I refuse to think about my incident at the graveyard.
“Do you truly think that, or are you just trying to get me to open up about how my temporary job’s going?” I ask.
“Both.” She’s serious as she holds the door for me to follow her into the Darien Sport Shop. “I want you to spill your guts, and I want you to know you’re healing.”
There’s the problem I’ve been wrestling with all night. Around Bailey Payne, I feel everything I did those first few months as an intern—excitement, hope, and a touch of anxiety. Emotions I recognize and can handle with one hand tied behind my back. Around her father, I felt unsteady—like I needed something or someone to hold on to.
Preferably him with both legs wrapped around his lean hips.
For a man I know from Bailey’s file happens to be twelve years my senior, I’d never would have guessed it. His raven colored hair and beard hardly show any lightness. I was shocked when I discovered he has a tattooed sleeve the first week I worked for him. It drew my eyes almost as quickly as his eyes did the first time we met. It caused my whole body to shiver like the first time our hands connected in his office.
Regretfully, I shove the attraction I feel for Bailey’s father aside. Wrong time, wrong guy. I have a job to do, wounds to heal, not to mention I’d like to be alive for both of those things to occur.

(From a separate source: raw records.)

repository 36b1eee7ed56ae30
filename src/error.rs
// SPDX-License-Identifier: MIT
// Copyright 2026 Roland Dreier <roland@rolandd.dev>

//! Application error types with consistent API responses.

use axum::{
    http::StatusCode,
    response::{IntoResponse, Response},
    Json,
};
use serde::Serialize;

use crate::db::StoreError;
use crate::services::spotify::ProviderError;
use crate::services::tokens::AuthError;

/// Application error type that converts to HTTP responses.
#[derive(Debug, thiserror::Error)]
pub enum AppError {
    #[error("Authentication required")]
    Unauthorized,

    #[error("Token expired")]
    TokenExpired,

    #[error("Invalid token")]
    InvalidToken,

    #[error("Resource not found: {0}")]
    NotFound(String),

    #[error("Invalid request: {0}")]
    BadRequest(String),

    #[error("Spotify API error: {0}")]
    SpotifyApi(String),

    #[error("Database error: {0}")]
    Database(String),

    #[error("Internal server error: {0}")]
    Internal(#[from] anyhow::Error),
}

/// JSON error response body
#[derive(Serialize)]
struct ErrorResponse {
    error: String,
    #[serde(skip_serializing_if = "Option::is_none")]
    details: Option<String>,
}

impl IntoResponse for AppError {
    fn into_response(self) -> Response {
        let (status, error, details) = match &self {
            AppError::Unauthorized => (
                StatusCode::UNAUTHORIZED,
                "unauthorized",
                Some("Not authenticated".to_string()),
            ),
            AppError::TokenExpired => (
                StatusCode::UNAUTHORIZED,
                "token_expired",
                Some("Access token has expired".to_string()),
            ),
            AppError::InvalidToken => (
                StatusCode::UNAUTHORIZED,
                "invalid_token",
                Some("Access token is invalid".to_string()),
            ),
            AppError::NotFound(msg) => (StatusCode::NOT_FOUND, "not_found", Some(msg.clone())),
            AppError::BadRequest(msg) => {
                (StatusCode::BAD_REQUEST, "bad_request", Some(msg.clone()))
            }
            AppError::SpotifyApi(msg) => {
                tracing::warn!(error = %msg, "Spotify API error");
                (StatusCode::BAD_GATEWAY, "spotify_error", None)
            }
            AppError::Database(msg) => {
                tracing::error!(error = %msg, "Database error");
                (StatusCode::INTERNAL_SERVER_ERROR, "database_error", None)
            }
            AppError::Internal(err) => {
                tracing::error!(error = %err, "Internal server error");
                (StatusCode::INTERNAL_SERVER_ERROR, "internal_error", None)
            }
        };

        let body = ErrorResponse {
            error: error.to_string(),
            details,
        };

        (status, Json(body)).into_response()
    }
}

impl From<AuthError> for AppError {
    fn from(err: AuthError) -> Self {
        match err {
            AuthError::NotAuthenticated | AuthError::MissingCredential => AppError::Unauthorized,
            AuthError::ExpiredToken => AppError::TokenExpired,
            AuthError::Malformed
            | AuthError::InvalidSignature
            | AuthError::SubjectMismatch
            | AuthError::Revoked => AppError::InvalidToken,
            AuthError::NotFound(id) => AppError::NotFound(format!("user {}", id)),
            AuthError::Upstream(e) => AppError::SpotifyApi(e.to_string()),
            AuthError::Store(e) => e.into(),
            AuthError::Signing(e) => AppError::Internal(anyhow::anyhow!(e)),
        }
    }
}

impl From<StoreError> for AppError {
    fn from(err: StoreError) -> Self {
        match err {
            StoreError::NotFound(id) => AppError::NotFound(format!("user {}", id)),
            other => AppError::Database(other.to_string()),
        }
    }
}

impl From<ProviderError> for AppError {
    fn from(err: ProviderError) -> Self {
        AppError::SpotifyApi(err.to_string())
    }
}

/// Result type alias for handlers
pub type Result<T> = std::result::Result<T, AppError>;
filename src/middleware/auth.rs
// SPDX-License-Identifier: MIT
// Copyright 2026 Roland Dreier <roland@rolandd.dev>

//! Bearer token authentication middleware.

use crate::error::AppError;
use crate::AppState;
use axum::{
    extract::{Request, State},
    http::header,
    middleware::Next,
    response::Response,
};
use std::sync::Arc;

/// Authenticated user extracted from the access token.
#[derive(Debug, Clone)]
pub struct AuthUser {
    pub user_id: String,
    pub spotify_access_token: String,
}

/// Middleware that requires a valid `Authorization: Bearer <access token>`.
///
/// Rejected requests never reach the handler.
pub async fn require_auth(
    State(state): State<Arc<AppState>>,
    mut request: Request,
    next: Next,
) -> Result<Response, AppError> {
    let auth_header = request
        .headers()
        .get(header::AUTHORIZATION)
        .and_then(|h| h.to_str().ok());

    let claims = state
        .tokens
        .validate_access_token(auth_header)
        .map_err(|e| {
            tracing::debug!(error = %e, "Rejected bearer token");
            AppError::from(e)
        })?;

    request.extensions_mut().insert(AuthUser {
        user_id: claims.user_id,
        spotify_access_token: claims.spotify_access_token,
    });

    Ok(next.run(request).await)
}
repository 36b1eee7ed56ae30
// SPDX-License-Identifier: MIT
// Copyright 2026 Roland Dreier <roland@rolandd.dev>

//! Middleware modules.

pub mod auth;

pub use auth::require_auth;
//! Header block decompression.
//!
//! A session has one zlib stream per direction; every header block the peer
//! sends continues it. `HeaderInflater` owns the receiving stream and
//! `HeaderBlockParser` turns its output into a `HeaderBlock`, one field at a
//! time, keeping partial fields across calls.
use std::sync::Arc;

use bytes::{Buf, BytesMut};
use flate2::{Decompress, FlushDecompress};

use super::{dictionary::SPDY_DICTIONARY, parser::HandleData};
use crate::{
    common::{error::SpdyError, header::HeaderBlock},
    util::pool::{BufferPool, PooledBuffer},
};

/// Scratch buffers smaller than this make zlib spin for no benefit.
const MIN_SCRATCH: usize = 256;

/// Upper bound on the decompressed size of one header block.
pub const MAX_HEADER_BLOCK_SIZE: usize = 1024 * 1024;

pub(crate) struct HeaderInflater {
    decompress: Decompress,
    pool: Arc<dyn BufferPool>,
}

impl HeaderInflater {
    pub(crate) fn new(pool: Arc<dyn BufferPool>) -> Self {
        Self {
            decompress: Decompress::new(true),
            pool,
        }
    }

    /// Inflate all of `input`, handing the output to `block`.
    ///
    /// Input is fed in scratch-sized pieces and output drained until zlib
    /// neither consumes nor produces anything more.
    pub(crate) fn inflate(
        &mut self,
        mut input: &[u8],
        block: &mut HeaderBlockParser,
    ) -> Result<(), SpdyError> {
        let mut scratch = PooledBuffer::new(&self.pool);
        let size = self.pool.buffer_size().max(MIN_SCRATCH);
        scratch.resize(size, 0);

        loop {
            let in_before = self.decompress.total_in();
            let out_before = self.decompress.total_out();
            let piece = &input[..input.len().min(size)];
            let res = self
                .decompress
                .decompress(piece, &mut scratch[..], FlushDecompress::Sync);
            let consumed = (self.decompress.total_in() - in_before) as usize;
            let produced = (self.decompress.total_out() - out_before) as usize;
            input = &input[consumed..];

            let mut dictionary_set = false;
            if let Err(e) = res {
                if e.needs_dictionary().is_none() {
                    return Err(e.into());
                }
                tracing::trace!("header inflater loading dictionary");
                self.decompress.set_dictionary(SPDY_DICTIONARY)?;
                dictionary_set = true;
            }

            if produced > 0 {
                block.feed_output(&scratch[..produced])?;
            }

            if dictionary_set {
                continue;
            }
            if input.is_empty() && produced < size {
                return Ok(());
            }
            if consumed == 0 && produced == 0 {
                return Err(SpdyError::protocol("header block stalled"));
            }
        }
    }
}

impl std::fmt::Debug for HeaderInflater {
    fn fmt(&self, f: &mut std::fmt::Formatter<'_>) -> std::fmt::Result {
        f.debug_struct("HeaderInflater")
            .field("total_in", &self.decompress.total_in())
            .field("total_out", &self.decompress.total_out())
            .finish()
    }
}

#[derive(Debug, Clone, Copy, PartialEq, Eq)]
enum FieldState {
    NameLen,
    Name(usize),
    ValueLen,
    Value(usize),
}

/// Incremental name/value parser over decompressed header block bytes.
#[derive(Debug)]
pub(crate) struct HeaderBlockParser {
    headers: HeaderBlock,
    num_headers: Option<u32>,
    read_headers: u32,
    state: FieldState,
    /// A name or value whose bytes span several outputs.
    partial: BytesMut,
    name: Option<String>,
    /// Decompressed bytes too short to parse yet (a split length prefix).
    overflow: BytesMut,
    decoded: usize,
}

impl Default for HeaderBlockParser {
    fn default() -> Self {
        Self {
            headers: HeaderBlock::new(),
            num_headers: None,
            read_headers: 0,
            state: FieldState::NameLen,
            partial: BytesMut::new(),
            name: None,
            overflow: BytesMut::new(),
            decoded: 0,
        }
    }
}

impl HeaderBlockParser {
    pub(crate) fn new() -> Self {
        Self::default()
    }

    pub(crate) fn into_headers(self) -> HeaderBlock {
        self.headers
    }

    /// Accept one slice of decompressed output.
    pub(crate) fn feed_output(&mut self, out: &[u8]) -> Result<(), SpdyError> {
        self.decoded += out.len();
        if self.decoded > MAX_HEADER_BLOCK_SIZE {
            return Err(SpdyError::protocol("header block too large"));
        }
        if self.overflow.is_empty() {
            let mut view = out;
            self.parse_fields(&mut view)?;
            self.overflow.extend_from_slice(view);
        } else {
            let mut buf = std::mem::take(&mut self.overflow);
            buf.extend_from_slice(out);
            let mut view: &[u8] = &buf;
            self.parse_fields(&mut view)?;
            let consumed = buf.len() - view.len();
            buf.advance(consumed);
            self.overflow = buf;
        }
        Ok(())
    }

    fn parse_fields(&mut self, src: &mut &[u8]) -> Result<(), SpdyError> {
        let num_headers = match self.num_headers {
            Some(n) => n,
            None => {
                if src.len() < 4 {
                    return Ok(());
                }
                let n = src.get_u32();
                self.num_headers = Some(n);
                n
            }
        };

        while self.read_headers < num_headers {
            match self.state {
                FieldState::NameLen => {
                    if src.len() < 4 {
                        return Ok(());
                    }
                    let len = src.get_u32() as usize;
                    if len == 0 {
                        return Err(SpdyError::protocol("zero length header name"));
                    }
                    self.state = FieldState::Name(len);
                }
                FieldState::Name(len) => {
                    if !self.read_field(src, len) {
                        return Ok(());
                    }
                    let raw = self.partial.split();
                    let mut name = String::from_utf8(raw.to_vec())
                        .map_err(|_| SpdyError::protocol("header name is not utf-8"))?;
                    name.make_ascii_lowercase();
                    self.name = Some(name);
                    self.state = FieldState::ValueLen;
                }
                FieldState::ValueLen => {
                    if src.len() < 4 {
                        return Ok(());
                    }
                    self.state = FieldState::Value(src.get_u32() as usize);
                }
                FieldState::Value(len) => {
                    if !self.read_field(src, len) {
                        return Ok(());
                    }
                    let value = self.partial.split().freeze();
                    let name = self
                        .name
                        .take()
                        .ok_or(SpdyError::protocol("header value without name"))?;
                    let mut start = 0;
                    for nul in memchr::memchr_iter(0, &value) {
                        self.headers.append(name.clone(), value.slice(start..nul));
                        start = nul + 1;
                    }
                    self.headers.append(name, value.slice(start..));
                    self.read_headers += 1;
                    self.state = FieldState::NameLen;
                }
            }
        }

        if !src.is_empty() {
            return Err(SpdyError::protocol("data after the last header"));
        }
        Ok(())
    }

    /// Move up to `len` bytes of the current field into `partial`; true once
    /// the whole field is there.
    fn read_field(&mut self, src: &mut &[u8], len: usize) -> bool {
        let n = (len - self.partial.len()).min(src.len());
        self.partial.extend_from_slice(&src[..n]);
        src.advance(n);
        self.partial.len() == len
    }

    fn is_complete(&self) -> bool {
        match self.num_headers {
            None => self.decoded == 0,
            Some(n) => {
                n == self.read_headers
                    && self.state == FieldState::NameLen
                    && self.partial.is_empty()
                    && self.overflow.is_empty()
            }
        }
    }
}

impl HandleData for HeaderBlockParser {
    fn handle_data(
        &mut self,
        src: &mut &[u8],
        inflater: &mut HeaderInflater,
    ) -> Result<(), SpdyError> {
        if src.is_empty() {
            return Ok(());
        }
        inflater.inflate(src, self)?;
        *src = &[];
        Ok(())
    }

    fn finished(&mut self) -> Result<(), SpdyError> {
        if !self.is_complete() {
            return Err(SpdyError::protocol("truncated header block"));
        }
        Ok(())
    }
}
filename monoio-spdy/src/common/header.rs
use bytes::{BufMut, Bytes, BytesMut};
use http::{header::HeaderName, HeaderValue, Method, Request, Response, StatusCode, Uri, Version};
use indexmap::IndexMap;
use smallvec::SmallVec;

use crate::common::error::SpdyError;

type Values = SmallVec<[Bytes; 1]>;

/// Decoded SPDY name/value block.
///
/// Keys keep their first-insertion order and every key may carry several
/// values, in the order they were received. Names are always lowercase.
#[derive(Debug, Clone, Default, PartialEq, Eq)]
pub struct HeaderBlock {
    map: IndexMap<String, Values>,
}

impl HeaderBlock {
    pub fn new() -> Self {
        Self::default()
    }

    /// Append a value under `name`, keeping earlier values.
    pub fn append(&mut self, name: impl Into<String>, value: impl Into<Bytes>) {
        let mut name = name.into();
        name.make_ascii_lowercase();
        self.map.entry(name).or_default().push(value.into());
    }

    /// Replace every value of `name`.
    pub fn insert(&mut self, name: impl Into<String>, value: impl Into<Bytes>) {
        let mut name = name.into();
        name.make_ascii_lowercase();
        let mut values = Values::new();
        values.push(value.into());
        self.map.insert(name, values);
    }

    pub fn get(&self, name: &str) -> Option<&Bytes> {
        self.map.get(name).and_then(|v| v.first())
    }

    pub fn get_str(&self, name: &str) -> Option<&str> {
        self.get(name).and_then(|v| std::str::from_utf8(v).ok())
    }

    pub fn get_all(&self, name: &str) -> &[Bytes] {
        self.map.get(name).map(|v| v.as_slice()).unwrap_or(&[])
    }

    pub fn contains(&self, name: &str) -> bool {
        self.map.contains_key(name)
    }

    /// Number of distinct names.
    pub fn len(&self) -> usize {
        self.map.len()
    }

    pub fn is_empty(&self) -> bool {
        self.map.is_empty()
    }

    /// Iterate `(name, value)` pairs; a multi-valued name yields one pair per value.
    pub fn iter(&self) -> impl Iterator<Item = (&str, &Bytes)> {
        self.map
            .iter()
            .flat_map(|(k, vs)| vs.iter().map(move |v| (k.as_str(), v)))
    }

    /// Fold a later block (e.g. a HEADERS frame) into this one.
    pub fn merge(&mut self, other: HeaderBlock) {
        for (name, values) in other.map {
            self.map.entry(name).or_default().extend(values);
        }
    }

    /// Size of the `encode_raw` output.
    pub fn encoded_len(&self) -> usize {
        4 + self
            .map
            .iter()
            .map(|(name, values)| {
                let value_len =
                    values.iter().map(|v| v.len()).sum::<usize>() + values.len().saturating_sub(1);
                8 + name.len() + value_len
            })
            .sum::<usize>()
    }

    /// Serialize to the uncompressed SPDY/3 layout: a 32 bit count, then
    /// length-prefixed names and NUL-joined, length-prefixed values.
    pub fn encode_raw(&self, dst: &mut BytesMut) {
        dst.put_u32(self.map.len() as u32);
        for (name, values) in self.map.iter() {
            dst.put_u32(name.len() as u32);
            dst.put_slice(name.as_bytes());
            let value_len =
                values.iter().map(|v| v.len()).sum::<usize>() + values.len().saturating_sub(1);
            dst.put_u32(value_len as u32);
            for (i, v) in values.iter().enumerate() {
                if i != 0 {
                    dst.put_u8(0);
                }
                dst.put_slice(v);
            }
        }
    }

    /// Build a request head from the SPDY/3 pseudo headers.
    pub fn to_request(&self) -> Result<Request<()>, SpdyError> {
        let method = self
            .get(":method")
            .ok_or(SpdyError::MissingHeader(":method"))?;
        let method = Method::from_bytes(method).map_err(http::Error::from)?;
        let path = self.get_str(":path").ok_or(SpdyError::MissingHeader(":path"))?;
        let uri = match (self.get_str(":scheme"), self.get_str(":host")) {
            (Some(scheme), Some(host)) => Uri::builder()
                .scheme(scheme)
                .authority(host)
                .path_and_query(path)
                .build()?,
            _ => path.parse::<Uri>().map_err(http::Error::from)?,
        };
        let version = parse_version(self.get(":version"))?;

        let mut builder = Request::builder().method(method).uri(uri).version(version);
        for (name, value) in self.regular_headers()? {
            builder = builder.header(name, value);
        }
        Ok(builder.body(())?)
    }

    /// Build a response head from the SPDY/3 pseudo headers.
    pub fn to_response(&self) -> Result<Response<()>, SpdyError> {
        let status = self
            .get(":status")
            .ok_or(SpdyError::MissingHeader(":status"))?;
        // ":status" carries the reason phrase too, e.g. "200 OK".
        let code = status.split(|b| *b == b' ').next().unwrap_or(&[]);
        let status = StatusCode::from_bytes(code).map_err(http::Error::from)?;
        let version = parse_version(self.get(":version"))?;

        let mut builder = Response::builder().status(status).version(version);
        for (name, value) in self.regular_headers()? {
            builder = builder.header(name, value);
        }
        Ok(builder.body(())?)
    }

    fn regular_headers(&self) -> Result<Vec<(HeaderName, HeaderValue)>, SpdyError> {
        self.iter()
            .filter(|(name, _)| !name.starts_with(':'))
            .map(|(name, value)| {
                let name = HeaderName::from_bytes(name.as_bytes()).map_err(http::Error::from)?;
                let value = HeaderValue::from_maybe_shared(value.clone())
                    .map_err(http::Error::from)?;
                Ok((name, value))
            })
            .collect()
    }
}

fn parse_version(v: Option<&Bytes>) -> Result<Version, SpdyError> {
    match v.map(|v| v.as_ref()) {
        None | Some(b"HTTP/1.1") => Ok(Version::HTTP_11),
        Some(b"HTTP/1.0") => Ok(Version::HTTP_10),
        Some(b"HTTP/0.9") => Ok(Version::HTTP_09),
        Some(_) => Err(SpdyError::protocol("unsupported :version")),
    }
}

impl<N, V> FromIterator<(N, V)> for HeaderBlock
where
    N: Into<String>,
    V: Into<Bytes>,
{
    fn from_iter<T: IntoIterator<Item = (N, V)>>(iter: T) -> Self {
        let mut block = HeaderBlock::new();
        for (n, v) in iter {
            block.append(n, v);
        }
        block
    }
}
use std::sync::Arc;

use bytes::{Buf, Bytes};

use super::{frames::ControlFrameParser, inflate::HeaderInflater, parser::PushBackParser};
use crate::{
    common::error::SpdyError,
    spdy::frame::{DataChunk, Frame, FrameHead, StreamId, FRAME_HEADER_LEN, SPDY_VERSION},
    util::pool::BufferPool,
};

/// What one `decode` step produced.
#[derive(Debug, Clone, PartialEq)]
pub enum Decoded {
    Frame(Frame),
    Data(DataChunk),
}

#[derive(Debug)]
enum DecodeState {
    /// Accumulating the 8 byte frame header.
    Head,
    /// A control frame body is being handed to its parser.
    Control(PushBackParser<ControlFrameParser>),
    /// A data frame body is being passed through.
    Data {
        stream_id: StreamId,
        fin: bool,
        remaining: usize,
    },
}

/// Splits a byte stream into SPDY frames.
///
/// The frame header decides which body parser runs next, like a composed
/// decoder: control bodies are parsed to completion internally and surface as
/// one `Frame`; data bodies are passed through as they arrive.
#[derive(Debug)]
pub struct FrameDecoder {
    head: [u8; FRAME_HEADER_LEN],
    filled: usize,
    state: DecodeState,
    inflater: HeaderInflater,
}

impl FrameDecoder {
    pub fn new(pool: Arc<dyn BufferPool>) -> Self {
        Self {
            head: [0; FRAME_HEADER_LEN],
            filled: 0,
            state: DecodeState::Head,
            inflater: HeaderInflater::new(pool),
        }
    }

    /// Decode the next item from `src`, advancing it past what was used.
    ///
    /// `Ok(None)` means `src` is exhausted and more bytes are needed; call
    /// again until then, as one buffer may hold many frames.
    pub fn decode(&mut self, src: &mut &[u8]) -> Result<Option<Decoded>, SpdyError> {
        loop {
            match self.state {
                DecodeState::Head => {
                    let n = (FRAME_HEADER_LEN - self.filled).min(src.len());
                    self.head[self.filled..self.filled + n].copy_from_slice(&src[..n]);
                    src.advance(n);
                    self.filled += n;
                    if self.filled < FRAME_HEADER_LEN {
                        return Ok(None);
                    }
                    self.filled = 0;
                    if let Some(decoded) = self.select(FrameHead::parse(&self.head))? {
                        return Ok(Some(decoded));
                    }
                }
                DecodeState::Control(ref mut parser) => {
                    if !parser.parse(src, &mut self.inflater)? {
                        return Ok(None);
                    }
                    if let DecodeState::Control(parser) =
                        std::mem::replace(&mut self.state, DecodeState::Head)
                    {
                        let frame = parser.into_handler().into_frame();
                        tracing::trace!(frame = ?frame, "recv");
                        return Ok(Some(Decoded::Frame(frame)));
                    }
                }
                DecodeState::Data {
                    stream_id,
                    fin,
                    ref mut remaining,
                } => {
                    if src.is_empty() {
                        return Ok(None);
                    }
                    let n = (*remaining).min(src.len());
                    let data = Bytes::copy_from_slice(&src[..n]);
                    src.advance(n);
                    *remaining -= n;
                    let last = *remaining == 0;
                    if last {
                        self.state = DecodeState::Head;
                    }
                    return Ok(Some(Decoded::Data(DataChunk {
                        stream_id,
                        data,
                        fin: last && fin,
                    })));
                }
            }
        }
    }

    /// Pick the body handler for a freshly read header. An empty data frame
    /// completes right here.
    fn select(&mut self, head: FrameHead) -> Result<Option<Decoded>, SpdyError> {
        match head {
            FrameHead::Control {
                version,
                frame_type,
                flags,
                length,
            } => {
                if version != SPDY_VERSION {
                    return Err(SpdyError::UnsupportedVersion(version));
                }
                let parser = ControlFrameParser::for_type(frame_type, flags)?;
                self.state = DecodeState::Control(PushBackParser::new(length as usize, parser));
                Ok(None)
            }
            FrameHead::Data {
                stream_id,
                flags,
                length,
            } => {
                if length == 0 {
                    return Ok(Some(Decoded::Data(DataChunk {
                        stream_id,
                        data: Bytes::new(),
                        fin: head.is_fin(),
                    })));
                }
                self.state = DecodeState::Data {
                    stream_id,
                    fin: flags & crate::spdy::frame::FLAG_FIN != 0,
                    remaining: length as usize,
                };
                Ok(None)
            }
        }
    }

    /// Body bytes of the current frame still owed by the transport. Control
    /// bodies are consumed internally and always report zero.
    pub fn frame_length(&self) -> usize {
        match self.state {
            DecodeState::Data { remaining, .. } => remaining,
            _ => 0,
        }
    }

    /// True between frames.
    pub fn is_idle(&self) -> bool {
        matches!(self.state, DecodeState::Head) && self.filled == 0
    }
}

#[cfg(test)]
mod tests {
    use bytes::BytesMut;

    use super::*;
    use crate::{
        common::header::HeaderBlock,
        spdy::{
            codec::writer::FrameEncoder,
            frame::{Ping, SynStream, FLAG_FIN},
        },
        util::pool::DefaultBufferPool,
    };

    fn pool() -> Arc<dyn BufferPool> {
        Arc::new(DefaultBufferPool::new(1024, 8))
    }

    fn decode_all(decoder: &mut FrameDecoder, mut src: &[u8]) -> Vec<Decoded> {
        let mut out = Vec::new();
        while let Some(d) = decoder.decode(&mut src).unwrap() {
            out.push(d);
        }
        assert!(src.is_empty());
        out
    }

    #[test]
    fn ping_then_data_in_one_buffer() {
        let raw = hex::decode("800300060000000400000001 00000003010000026869".replace(' ', ""))
            .unwrap();
        let mut decoder = FrameDecoder::new(pool());
        let out = decode_all(&mut decoder, &raw);
        assert_eq!(
            out,
            vec![
                Decoded::Frame(Frame::Ping(Ping { id: 1 })),
                Decoded::Data(DataChunk {
                    stream_id: 3,
                    data: Bytes::from_static(b"hi"),
                    fin: true,
                }),
            ]
        );
        assert!(decoder.is_idle());
    }

    #[test]
    fn data_body_reports_outstanding_length() {
        let raw = hex::decode("0000000500000004 6162".replace(' ', "")).unwrap();
        let mut decoder = FrameDecoder::new(pool());
        let out = decode_all(&mut decoder, &raw);
        assert_eq!(out.len(), 1);
        assert_eq!(decoder.frame_length(), 2);
        let out = decode_all(&mut decoder, b"cd");
        assert_eq!(
            out,
            vec![Decoded::Data(DataChunk {
                stream_id: 5,
                data: Bytes::from_static(b"cd"),
                fin: false,
            })]
        );
        assert_eq!(decoder.frame_length(), 0);
    }

    #[test]
    fn control_frames_report_zero_length() {
        let mut decoder = FrameDecoder::new(pool());
        let raw = hex::decode("8003000600000004 0000".replace(' ', "")).unwrap();
        assert!(decode_all(&mut decoder, &raw).is_empty());
        assert_eq!(decoder.frame_length(), 0);
        assert!(!decoder.is_idle());
    }

    #[test]
    fn empty_fin_data_frame() {
        let raw = hex::decode("0000000901000000").unwrap();
        let mut decoder = FrameDecoder::new(pool());
        assert_eq!(
            decode_all(&mut decoder, &raw),
            vec![Decoded::Data(DataChunk {
                stream_id: 9,
                data: Bytes::new(),
                fin: true,
            })]
        );
    }

    #[test]
    fn syn_stream_split_byte_by_byte() {
        let headers: HeaderBlock = [(":method", "GET"), (":path", "/"), ("x-a", "1")]
            .into_iter()
            .collect();
        let syn = Frame::SynStream(SynStream {
            stream_id: 1,
            associated_stream_id: 0,
            priority: 3,
            flags: FLAG_FIN,
            headers,
        });
        let mut encoder = FrameEncoder::new(pool()).unwrap();
        let mut wire = BytesMut::new();
        encoder.encode_frame(&syn, &mut wire).unwrap();
        encoder.encode_frame(&syn, &mut wire).unwrap();

        let mut decoder = FrameDecoder::new(pool());
        let mut out = Vec::new();
        for b in wire.chunks(1) {
            out.extend(decode_all(&mut decoder, b));
        }
        assert_eq!(out, vec![Decoded::Frame(syn.clone()), Decoded::Frame(syn)]);
    }

    #[test]
    fn wrong_version_is_rejected() {
        let raw = hex::decode("8002000600000004").unwrap();
        let mut decoder = FrameDecoder::new(pool());
        assert!(matches!(
            decoder.decode(&mut &raw[..]),
            Err(SpdyError::UnsupportedVersion(2))
        ));
    }

    #[test]
    fn unknown_control_type_is_rejected() {
        let raw = hex::decode("8003000a00000000").unwrap();
        let mut decoder = FrameDecoder::new(pool());
        assert!(matches!(
            decoder.decode(&mut &raw[..]),
            Err(SpdyError::UnexpectedFrameType(10))
        ));
    }
}
use std::sync::{Arc, Mutex};

use fnv::FnvHashMap;

use crate::{common::lock, spdy::frame::StreamId};

/// A stream table shared between the read path and the stream handles.
///
/// The lock is only held inside these methods; callers get `Arc`s back and
/// never hold the table while taking another lock.
#[derive(Debug)]
pub(crate) struct StreamMap<T> {
    inner: Mutex<FnvHashMap<StreamId, Arc<T>>>,
}

impl<T> Default for StreamMap<T> {
    fn default() -> Self {
        Self {
            inner: Mutex::new(FnvHashMap::default()),
        }
    }
}

impl<T> StreamMap<T> {
    pub(crate) fn insert(&self, id: StreamId, value: Arc<T>) -> Option<Arc<T>> {
        lock(&self.inner).insert(id, value)
    }

    pub(crate) fn get(&self, id: StreamId) -> Option<Arc<T>> {
        lock(&self.inner).get(&id).cloned()
    }

    pub(crate) fn remove(&self, id: StreamId) -> Option<Arc<T>> {
        lock(&self.inner).remove(&id)
    }

    pub(crate) fn contains(&self, id: StreamId) -> bool {
        lock(&self.inner).contains_key(&id)
    }

    pub(crate) fn len(&self) -> usize {
        lock(&self.inner).len()
    }

    /// Take every entry out, leaving the table empty.
    pub(crate) fn drain(&self) -> Vec<Arc<T>> {
        lock(&self.inner).drain().map(|(_, v)| v).collect()
    }

    /// Entries matching `f`, cloned out.
    pub(crate) fn select(&self, mut f: impl FnMut(StreamId) -> bool) -> Vec<Arc<T>> {
        lock(&self.inner)
            .iter()
            .filter(|(id, _)| f(**id))
            .map(|(_, v)| v.clone())
            .collect()
    }
}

The sour taste of bile rises in the back of my throat as memories of my stalker surface, because that’s what my father called it yesterday when he dragged me to the Norwalk office to grill me with my Uncle Colby present. It was Colby rattling off statistics that scared me shitless. “Over one-third of stalkers have motivations such as retaliation or rage. Another chunk base their stalking tendencies on the need for control. Only about twenty-four percent claim mental illness or emotional instability.” He hesitated.
“Give it to me,” I demanded.
“Most stalkers are not operating under delusions, although they may suffer under some other form of some kind of mental illness.”
“That wasn’t what I expected you to say.”
“What did you expect him to say?” My father sat on the edge of his desk, arms crossed over his chest.
I wrapped my fingers around the cup of coffee they provided. “I expected you to tell me the last quarter are mass murders.”
They exchanged looks, remaining silent.
“You have that look on your face,” Kalie taunts, jerking me back into the sports store.
“What look? And by the way? How did Gracie get out of shopping with us today?” I attempt to deflect Kalie by flipping through a rack of clothes I don’t see.
The question works. “One of her patient’s dog ate their ear. She had to go make a new one.”
We hear a gasp and find an elderly couple staring at us in horror. I quickly step in to explain, “Our cousin is an anaplastologist.”
The couple appears more terrified than comforted by my response. As Kalie gives them a layman’s explanation of how our cousin replaces body parts, I hear my name called out. “Laura Faith!”
I’d know that voice anywhere. In fact, I know for a fact there have been studies done to show it’s coded in my very cells. I whirl around and race around racks until I leap blindly into my twin brother’s arms. Jon’s grip tightens around me as he whirls me around in a small circle. Something inside my heart smooths out when I feel his heart thud against mine. “What are you doing here?”
In my ear, he whispers, “I’m your guard today.”
“No. Tell Dad I want someone else.”
“No,” he whispers before saying loudly for Kalie to hear, “I went by your place and Gracie was just pulling in. She mentioned something about an ear a dog ate as a snack?”
Playing along, I catch him up on what our cousin is up to and like us, he snickers. Loping an arm around my shoulders, he tugs me back in Kalie’s direction, who gives him a fierce hug before informing us, “Anyway, she said to let you both know she’s headed this way. She’s already called in the reservation so we can have lunch together.”
Kalie clasps her hands together and cackles evilly. “Good. Now we have time for you to help me wrestle the truth from your sister.”
“About what?” Jon’s eyes, identical to mine and our mother’s, narrow.
“About what she thinks about her new boss,” Kalie announces dramatically.
Jon pulls back, frowning in confusion. “You’re leaving the hospital?”
“I’m not leaving the hospital!” I exclaim louder than I probably should. Then, in a more reasonable tone, I say, “At least, not for good.”
Jon abruptly informs Kalie, “Back in a few,” before dragging me to the front of the store and into the fresh, early summer air.